This has been a wide open category for most of the Oscar season, with films as diverse as Lincoln, Les Misérables and Silver Linings Playbook leading the field at different points in the race. Due to the many precursor prizes it has won, however, the CIA thriller Argo is expected to bring home the gold, becoming the first film since Driving Miss Daisy in 1989 to win Best Picture without a Best Director nomination.
Steven Spielberg, Lincoln
When Ben Affleck was not nominated for Argo, the Best Director race got more interesting, as the Academy could go in any direction if they did not have to worry about a frontrunner. While Ang Lee(Life of Pi) or David O. Russell(Silver Linings Playbook) has an outside shot of winning, the prize will likely go to Spielberg for bringing the story of America’s sixteenth president to the screen in brilliant fashion.
Daniel Day-Lewis, Lincoln
If the five movies in this category came out in five different years, each man would be the frontrunner in his respective year. This year, however, the four men who did not play historical figures will have to clap from their seats as Day-Lewis accepts his record third Best Actor Oscar. While an upset is remotely possible, most likely from Hugh Jackman, this looks to be one of the biggest locks of the night.

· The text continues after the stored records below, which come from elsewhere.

//! Floating-point compatibility API and numeric guards.
//!
//! Most floating-point functions are unavailable in `no_std`. This module
//! provides them via either the `libm` or `micromath` crate, depending on
//! which feature is enabled, and re-exports the chosen backend as `f32`.
//!
//! It also hosts the fail-soft guards shared by the whole engine. Every
//! place that would otherwise divide by a length, an extent, or a scale
//! factor goes through one of them, so the epsilon policy is in one place.

/// Magnitudes at or below this are treated as zero by the guards.
pub const EPSILON: f32 = 1e-6;

/// Returns `1 / x`, or 1.0 if `x` is zero or within [`EPSILON`] of zero.
///
/// Used where the result multiplies a matrix row or column: substituting
/// one leaves that row or column unchanged instead of blowing it up.
///
/// # Examples
/// ```
/// use lockstep_core::math::float::recip_or_one;
///
/// assert_eq!(recip_or_one(4.0), 0.25);
/// assert_eq!(recip_or_one(0.0), 1.0);
/// assert_eq!(recip_or_one(-1e-9), 1.0);
/// ```
#[inline]
pub fn recip_or_one(x: f32) -> f32 {
    if is_degenerate(x) { 1.0 } else { x.recip() }
}

/// Returns `a / b`, or zero if `b` is exactly zero.
#[inline]
pub fn div_or_zero(a: f32, b: f32) -> f32 {
    if b == 0.0 { 0.0 } else { a / b }
}

/// Returns whether `x` is too close to zero to divide by.
#[inline]
pub fn is_degenerate(x: f32) -> bool {
    x.abs() <= EPSILON
}

/// Returns whether the squared length `len_sqr` is zero or subnormal.
///
/// Anything larger has a finite reciprocal square root, so directions of
/// arbitrarily short but nonzero vectors can still be recovered.
///
/// # Examples
/// ```
/// use lockstep_core::math::float::is_vanishing;
///
/// assert!(is_vanishing(0.0));
/// assert!(is_vanishing(1e-40));
/// assert!(!is_vanishing(1e-8));
/// ```
#[inline]
pub fn is_vanishing(len_sqr: f32) -> bool {
    len_sqr.abs() < f32::MIN_POSITIVE
}

#[cfg(feature = "libm")]
pub mod libm {
    pub use libm::sqrtf as sqrt;

    pub use libm::cosf as cos;
    pub use libm::sinf as sin;
    pub use libm::tanf as tan;

    pub use libm::acosf as acos;
    pub use libm::atan2f as atan2;

    #[inline]
    pub fn rem_euclid(x: f32, m: f32) -> f32 {
        let r = x % m;
        r + if r < 0.0 { m.abs() } else { 0.0 }
    }
}

#[cfg(feature = "mm")]
pub mod mm {
    use micromath::F32Ext as mm;

    /// Returns the approximate square root of `x`.
    #[inline]
    pub fn sqrt(x: f32) -> f32 {
        if x == 0.0 {
            return 0.0;
        }
        let y = mm::sqrt(x);
        // Two rounds of Newton's method
        let y = 0.5 * (y + (x / y));
        0.5 * (y + (x / y))
    }
    #[inline]
    pub fn sin(x: f32) -> f32 {
        mm::sin(x)
    }
    #[inline]
    pub fn cos(x: f32) -> f32 {
        mm::cos(x)
    }
    #[inline]
    pub fn tan(x: f32) -> f32 {
        mm::tan(x)
    }
    #[inline]
    pub fn acos(x: f32) -> f32 {
        mm::acos(x)
    }
    #[inline]
    pub fn atan2(y: f32, x: f32) -> f32 {
        if y == 0.0 && x == 0.0 {
            // Micromath yields a NaN but others return zero
            return 0.0;
        }
        mm::atan2(y, x)
    }
    #[inline]
    pub fn rem_euclid(x: f32, m: f32) -> f32 {
        mm::rem_euclid(x, m)
    }
}

#[cfg(feature = "std")]
#[allow(non_camel_case_types)]
pub type f32 = core::primitive::f32;

#[cfg(all(feature = "libm", not(feature = "std")))]
pub use libm as f32;

#[cfg(all(feature = "mm", not(feature = "std"), not(feature = "libm")))]
pub use mm as f32;
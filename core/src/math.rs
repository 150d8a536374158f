//! Linear algebra for transforms and cameras.
//!
//! Includes [vectors][self::vec], [matrices][mat], [quaternions][quat],
//! [angles][angle], [incrementally inverted matrix pairs][pair],
//! [decomposed transforms][transform] and [projections][proj], as well as
//! utilities such as approximate equality comparisons.
//!
//! Like its vectors, the matrices of this library are tagged with the
//! *space* they map from and to, and can only be composed or applied when
//! the spaces match. Mixing up the model-to-world matrix and its inverse is
//! thus a compile-time error rather than a silently wrong frame. Angles are
//! strongly typed as well, to allow working with different angular units
//! without confusion.

pub use {
    angle::{Angle, degs, rads, turns},
    approx::ApproxEq,
    mat::{
        Mat3, Mat3x3, Mat4, Mat4x4, Matrix, ProjMat4, rotate, rotate_x,
        rotate_y, rotate_z, rotate2, scale, scale2, scale3, translate,
        translate2, translate3,
    },
    pair::MatPair,
    proj::{frustum, orthographic, perspective, viewport},
    quat::Quat,
    space::{Proj4, Real},
    transform::{Transform2, Transform3, TransformOrder},
    vec::{Vec2, Vec3, Vec4, Vector, splat, vec2, vec3, vec4},
};

pub mod angle;
pub mod approx;
pub mod float;
pub mod mat;
pub mod pair;
pub mod proj;
pub mod quat;
pub mod rand;
pub mod space;
pub mod transform;
pub mod vec;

Jessica Chastain, Zero Dark Thirty
This has been one of the tougher categories to call all season. Emmanuelle Riva’s status as a member of old Hollywood made it look like she might take it for Amour, and Jennifer Lawrence seemed to be a lock for Silver Linings Playbook until her embarrassing stints on the Golden Globes and Saturday Night Live. Jessica Chastain should take it, though, as she gives a brilliant performance in a film relevant to the ages.
Best Supporting Actor
Robert De Niro, Silver Linings Playbook
This is the most wide-open category of the night, as Christoph Waltz won the Golden Globe and BAFTA for Django Unchained and Tommy Lee Jones got the SAG for Lincoln. The goodwill for both of these films is shaky, however, leaving room for Robert De Niro to ascend the stage to claim his first Oscar in 32 years for a film that marks a return to form for him after a decade of Meet the Parents movies.
Best Supporting Actress
Anne Hathaway, Les Misérables
The other four women in this category should just be happy to be there. While Sally Field has a lot of goodwill in the industry for her work in Lincoln, this year nobody is stopping Anne Hathaway, who has been the clear frontrunner since the video of her emotionally singing “I Dreamed A Dream” hit the Internet last year.
Best Original Screenplay
Mark Boal, Zero Dark Thirty
Quentin Tarantino told a good story in Django Unchained, but the controversial language used in it hurts Tarantino in this category most of all. This leaves the door open for Boal, who expertly dramatized the hunt for Osama bin Laden and has expertly defended its controversial themes.
Best Adapted Screenplay
Tony Kushner, Lincoln
Argo has surged after its Writers’ Guild Award win, and its taut screenplay is very good. However, Tony Kushner translated Abraham Lincoln’s oratory (and Doris Kearns Goodwin’s book Team of Rivals) to the screen brilliantly, and so is likely to go home with a trophy in recognition of his achievement.
Best Animated Feature
Disney’s tribute to video games will edge out the more tepidly reviewed Brave.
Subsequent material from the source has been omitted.